**MATERIAL FOR THIS TASK:**
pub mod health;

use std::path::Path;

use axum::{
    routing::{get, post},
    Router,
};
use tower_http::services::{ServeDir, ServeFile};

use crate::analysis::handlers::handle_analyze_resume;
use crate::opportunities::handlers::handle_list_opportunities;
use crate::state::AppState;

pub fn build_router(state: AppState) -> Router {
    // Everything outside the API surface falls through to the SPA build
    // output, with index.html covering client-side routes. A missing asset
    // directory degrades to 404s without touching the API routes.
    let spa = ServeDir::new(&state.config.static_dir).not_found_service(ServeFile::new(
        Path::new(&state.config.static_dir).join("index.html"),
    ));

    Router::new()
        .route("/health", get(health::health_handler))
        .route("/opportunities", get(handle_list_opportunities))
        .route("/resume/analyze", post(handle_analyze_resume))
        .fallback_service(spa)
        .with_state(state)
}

--

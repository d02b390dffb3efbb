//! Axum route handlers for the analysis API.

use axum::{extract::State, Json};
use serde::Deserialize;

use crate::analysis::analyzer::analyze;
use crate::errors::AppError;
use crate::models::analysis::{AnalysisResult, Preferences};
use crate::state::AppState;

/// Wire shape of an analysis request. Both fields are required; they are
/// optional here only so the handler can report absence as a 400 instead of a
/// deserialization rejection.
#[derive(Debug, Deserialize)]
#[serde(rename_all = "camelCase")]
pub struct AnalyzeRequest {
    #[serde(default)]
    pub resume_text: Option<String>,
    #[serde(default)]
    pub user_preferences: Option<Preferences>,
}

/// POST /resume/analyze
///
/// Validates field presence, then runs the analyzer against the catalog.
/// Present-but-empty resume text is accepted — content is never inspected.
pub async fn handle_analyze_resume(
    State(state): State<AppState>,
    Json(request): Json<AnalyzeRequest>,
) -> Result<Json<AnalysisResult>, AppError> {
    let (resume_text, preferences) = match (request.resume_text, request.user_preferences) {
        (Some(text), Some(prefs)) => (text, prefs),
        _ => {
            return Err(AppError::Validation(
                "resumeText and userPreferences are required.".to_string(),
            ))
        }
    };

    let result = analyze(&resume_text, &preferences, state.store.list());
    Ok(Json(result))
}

==

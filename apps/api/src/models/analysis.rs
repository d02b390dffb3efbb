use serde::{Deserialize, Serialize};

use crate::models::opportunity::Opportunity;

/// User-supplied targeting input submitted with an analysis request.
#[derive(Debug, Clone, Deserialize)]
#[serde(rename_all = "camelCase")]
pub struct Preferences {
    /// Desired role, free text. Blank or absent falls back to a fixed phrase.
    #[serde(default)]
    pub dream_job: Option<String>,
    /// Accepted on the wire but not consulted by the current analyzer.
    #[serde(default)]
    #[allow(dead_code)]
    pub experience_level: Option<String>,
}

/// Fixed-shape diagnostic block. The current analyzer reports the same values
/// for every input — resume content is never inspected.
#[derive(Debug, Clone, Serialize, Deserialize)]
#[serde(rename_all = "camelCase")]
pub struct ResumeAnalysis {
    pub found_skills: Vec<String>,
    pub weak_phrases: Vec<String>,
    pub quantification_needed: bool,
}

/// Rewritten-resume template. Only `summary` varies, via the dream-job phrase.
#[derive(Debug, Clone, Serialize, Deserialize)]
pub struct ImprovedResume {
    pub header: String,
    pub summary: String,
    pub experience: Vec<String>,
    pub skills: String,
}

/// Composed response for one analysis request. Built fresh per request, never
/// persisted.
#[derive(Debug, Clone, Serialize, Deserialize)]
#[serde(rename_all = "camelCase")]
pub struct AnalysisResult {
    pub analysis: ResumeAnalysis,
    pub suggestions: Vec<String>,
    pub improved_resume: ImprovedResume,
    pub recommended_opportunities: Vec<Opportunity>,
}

**EXERCISE PROMPT:**
Where the string "ServeDir" occurs in the data, return the whole line.

**YOUR SOLUTION:**
use tower_http::services::{ServeDir, ServeFile};
    let spa = ServeDir::new(&state.config.static_dir).not_found_service(ServeFile::new(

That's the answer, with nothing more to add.